• Data supplied:
-------------------------
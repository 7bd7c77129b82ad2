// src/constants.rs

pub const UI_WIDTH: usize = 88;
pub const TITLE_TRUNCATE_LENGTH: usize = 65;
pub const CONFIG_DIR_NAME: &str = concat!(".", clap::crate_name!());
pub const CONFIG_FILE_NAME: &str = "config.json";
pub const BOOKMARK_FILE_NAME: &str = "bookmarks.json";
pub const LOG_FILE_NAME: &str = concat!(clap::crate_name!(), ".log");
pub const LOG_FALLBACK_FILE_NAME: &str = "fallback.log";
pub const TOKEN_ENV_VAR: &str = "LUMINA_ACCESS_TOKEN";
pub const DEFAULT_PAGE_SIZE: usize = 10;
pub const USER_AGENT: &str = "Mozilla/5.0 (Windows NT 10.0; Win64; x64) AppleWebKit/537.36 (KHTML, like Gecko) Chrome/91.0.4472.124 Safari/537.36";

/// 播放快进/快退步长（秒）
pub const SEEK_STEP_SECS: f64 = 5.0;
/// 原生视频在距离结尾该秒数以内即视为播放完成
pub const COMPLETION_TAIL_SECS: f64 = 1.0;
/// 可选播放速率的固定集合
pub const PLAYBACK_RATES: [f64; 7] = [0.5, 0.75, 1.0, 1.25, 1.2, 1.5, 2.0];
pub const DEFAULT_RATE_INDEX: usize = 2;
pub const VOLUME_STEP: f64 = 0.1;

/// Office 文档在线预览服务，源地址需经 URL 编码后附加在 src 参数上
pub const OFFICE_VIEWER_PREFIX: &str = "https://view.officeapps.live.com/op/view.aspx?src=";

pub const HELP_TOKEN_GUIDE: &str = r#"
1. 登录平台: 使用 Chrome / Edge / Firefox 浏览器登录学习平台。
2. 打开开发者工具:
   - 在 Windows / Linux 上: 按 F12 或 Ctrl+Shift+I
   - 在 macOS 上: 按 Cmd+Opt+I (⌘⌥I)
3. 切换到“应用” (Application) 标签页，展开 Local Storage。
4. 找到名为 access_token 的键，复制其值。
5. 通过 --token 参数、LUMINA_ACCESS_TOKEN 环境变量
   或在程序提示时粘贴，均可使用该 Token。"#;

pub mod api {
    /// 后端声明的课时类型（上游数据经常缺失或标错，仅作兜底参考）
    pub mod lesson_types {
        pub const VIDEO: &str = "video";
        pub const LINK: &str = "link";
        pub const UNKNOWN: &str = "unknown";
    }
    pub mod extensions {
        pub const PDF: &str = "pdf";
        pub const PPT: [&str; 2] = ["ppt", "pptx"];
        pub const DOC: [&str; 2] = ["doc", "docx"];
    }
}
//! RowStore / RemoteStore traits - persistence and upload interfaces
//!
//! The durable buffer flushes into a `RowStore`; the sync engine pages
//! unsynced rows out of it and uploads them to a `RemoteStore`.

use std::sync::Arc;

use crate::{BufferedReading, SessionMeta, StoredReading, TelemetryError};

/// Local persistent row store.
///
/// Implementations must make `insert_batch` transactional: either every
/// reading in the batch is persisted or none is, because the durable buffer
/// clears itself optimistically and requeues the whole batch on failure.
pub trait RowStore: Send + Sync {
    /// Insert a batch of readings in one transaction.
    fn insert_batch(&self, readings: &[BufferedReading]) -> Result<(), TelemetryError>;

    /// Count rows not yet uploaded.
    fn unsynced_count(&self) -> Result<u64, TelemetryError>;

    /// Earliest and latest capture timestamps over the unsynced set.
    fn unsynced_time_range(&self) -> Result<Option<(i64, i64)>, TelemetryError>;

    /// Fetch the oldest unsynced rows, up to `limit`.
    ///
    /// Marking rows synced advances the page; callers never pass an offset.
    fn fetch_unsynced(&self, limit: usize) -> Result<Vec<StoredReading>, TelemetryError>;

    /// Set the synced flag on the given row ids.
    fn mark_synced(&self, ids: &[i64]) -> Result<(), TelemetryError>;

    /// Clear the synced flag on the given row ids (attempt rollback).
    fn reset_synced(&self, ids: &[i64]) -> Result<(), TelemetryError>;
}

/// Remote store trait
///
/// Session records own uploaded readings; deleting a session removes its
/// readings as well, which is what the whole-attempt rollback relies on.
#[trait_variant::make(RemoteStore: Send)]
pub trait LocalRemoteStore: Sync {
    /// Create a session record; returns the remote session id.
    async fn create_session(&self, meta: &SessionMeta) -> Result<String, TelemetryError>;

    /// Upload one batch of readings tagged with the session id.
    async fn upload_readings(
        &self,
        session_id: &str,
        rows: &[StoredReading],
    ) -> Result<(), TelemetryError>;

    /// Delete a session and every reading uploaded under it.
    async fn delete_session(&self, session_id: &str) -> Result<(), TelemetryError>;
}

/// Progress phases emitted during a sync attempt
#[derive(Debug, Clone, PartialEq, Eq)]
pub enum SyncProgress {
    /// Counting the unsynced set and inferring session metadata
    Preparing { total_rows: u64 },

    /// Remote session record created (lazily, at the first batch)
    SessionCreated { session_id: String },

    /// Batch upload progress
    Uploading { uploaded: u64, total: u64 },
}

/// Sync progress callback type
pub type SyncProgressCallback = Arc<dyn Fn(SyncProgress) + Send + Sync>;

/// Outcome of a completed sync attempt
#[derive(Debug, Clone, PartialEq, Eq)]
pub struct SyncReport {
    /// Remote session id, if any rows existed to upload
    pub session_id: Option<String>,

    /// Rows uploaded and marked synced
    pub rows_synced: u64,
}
-------------------------
• Task:
For this exercise, set down all of the entries again word for word.

• Expected output:
repository 7bd7c77129b82ad2
// src/constants.rs

pub const UI_WIDTH: usize = 88;
pub const TITLE_TRUNCATE_LENGTH: usize = 65;
pub const CONFIG_DIR_NAME: &str = concat!(".", clap::crate_name!());
pub const CONFIG_FILE_NAME: &str = "config.json";
pub const BOOKMARK_FILE_NAME: &str = "bookmarks.json";
pub const LOG_FILE_NAME: &str = concat!(clap::crate_name!(), ".log");
pub const LOG_FALLBACK_FILE_NAME: &str = "fallback.log";
pub const TOKEN_ENV_VAR: &str = "LUMINA_ACCESS_TOKEN";
pub const DEFAULT_PAGE_SIZE: usize = 10;
pub const USER_AGENT: &str = "Mozilla/5.0 (Windows NT 10.0; Win64; x64) AppleWebKit/537.36 (KHTML, like Gecko) Chrome/91.0.4472.124 Safari/537.36";

/// 播放快进/快退步长（秒）
pub const SEEK_STEP_SECS: f64 = 5.0;
/// 原生视频在距离结尾该秒数以内即视为播放完成
pub const COMPLETION_TAIL_SECS: f64 = 1.0;
/// 可选播放速率的固定集合
pub const PLAYBACK_RATES: [f64; 7] = [0.5, 0.75, 1.0, 1.25, 1.2, 1.5, 2.0];
pub const DEFAULT_RATE_INDEX: usize = 2;
pub const VOLUME_STEP: f64 = 0.1;

/// Office 文档在线预览服务，源地址需经 URL 编码后附加在 src 参数上
pub const OFFICE_VIEWER_PREFIX: &str = "https://view.officeapps.live.com/op/view.aspx?src=";

pub const HELP_TOKEN_GUIDE: &str = r#"
1. 登录平台: 使用 Chrome / Edge / Firefox 浏览器登录学习平台。
2. 打开开发者工具:
   - 在 Windows / Linux 上: 按 F12 或 Ctrl+Shift+I
   - 在 macOS 上: 按 Cmd+Opt+I (⌘⌥I)
3. 切换到“应用” (Application) 标签页，展开 Local Storage。
4. 找到名为 access_token 的键，复制其值。
5. 通过 --token 参数、LUMINA_ACCESS_TOKEN 环境变量
   或在程序提示时粘贴，均可使用该 Token。"#;

pub mod api {
    /// 后端声明的课时类型（上游数据经常缺失或标错，仅作兜底参考）
    pub mod lesson_types {
        pub const VIDEO: &str = "video";
        pub const LINK: &str = "link";
        pub const UNKNOWN: &str = "unknown";
    }
    pub mod extensions {
        pub const PDF: &str = "pdf";
        pub const PPT: [&str; 2] = ["ppt", "pptx"];
        pub const DOC: [&str; 2] = ["doc", "docx"];
    }
}
//! RowStore / RemoteStore traits - persistence and upload interfaces
//!
//! The durable buffer flushes into a `RowStore`; the sync engine pages
//! unsynced rows out of it and uploads them to a `RemoteStore`.

use std::sync::Arc;

use crate::{BufferedReading, SessionMeta, StoredReading, TelemetryError};

/// Local persistent row store.
///
/// Implementations must make `insert_batch` transactional: either every
/// reading in the batch is persisted or none is, because the durable buffer
/// clears itself optimistically and requeues the whole batch on failure.
pub trait RowStore: Send + Sync {
    /// Insert a batch of readings in one transaction.
    fn insert_batch(&self, readings: &[BufferedReading]) -> Result<(), TelemetryError>;

    /// Count rows not yet uploaded.
    fn unsynced_count(&self) -> Result<u64, TelemetryError>;

    /// Earliest and latest capture timestamps over the unsynced set.
    fn unsynced_time_range(&self) -> Result<Option<(i64, i64)>, TelemetryError>;

    /// Fetch the oldest unsynced rows, up to `limit`.
    ///
    /// Marking rows synced advances the page; callers never pass an offset.
    fn fetch_unsynced(&self, limit: usize) -> Result<Vec<StoredReading>, TelemetryError>;

    /// Set the synced flag on the given row ids.
    fn mark_synced(&self, ids: &[i64]) -> Result<(), TelemetryError>;

    /// Clear the synced flag on the given row ids (attempt rollback).
    fn reset_synced(&self, ids: &[i64]) -> Result<(), TelemetryError>;
}

/// Remote store trait
///
/// Session records own uploaded readings; deleting a session removes its
/// readings as well, which is what the whole-attempt rollback relies on.
#[trait_variant::make(RemoteStore: Send)]
pub trait LocalRemoteStore: Sync {
    /// Create a session record; returns the remote session id.
    async fn create_session(&self, meta: &SessionMeta) -> Result<String, TelemetryError>;

    /// Upload one batch of readings tagged with the session id.
    async fn upload_readings(
        &self,
        session_id: &str,
        rows: &[StoredReading],
    ) -> Result<(), TelemetryError>;

    /// Delete a session and every reading uploaded under it.
    async fn delete_session(&self, session_id: &str) -> Result<(), TelemetryError>;
}

/// Progress phases emitted during a sync attempt
#[derive(Debug, Clone, PartialEq, Eq)]
pub enum SyncProgress {
    /// Counting the unsynced set and inferring session metadata
    Preparing { total_rows: u64 },

    /// Remote session record created (lazily, at the first batch)
    SessionCreated { session_id: String },

    /// Batch upload progress
    Uploading { uploaded: u64, total: u64 },
}

/// Sync progress callback type
pub type SyncProgressCallback = Arc<dyn Fn(SyncProgress) + Send + Sync>;

/// Outcome of a completed sync attempt
#[derive(Debug, Clone, PartialEq, Eq)]
pub struct SyncReport {
    /// Remote session id, if any rows existed to upload
    pub session_id: Option<String>,

    /// Rows uploaded and marked synced
    pub rows_synced: u64,
}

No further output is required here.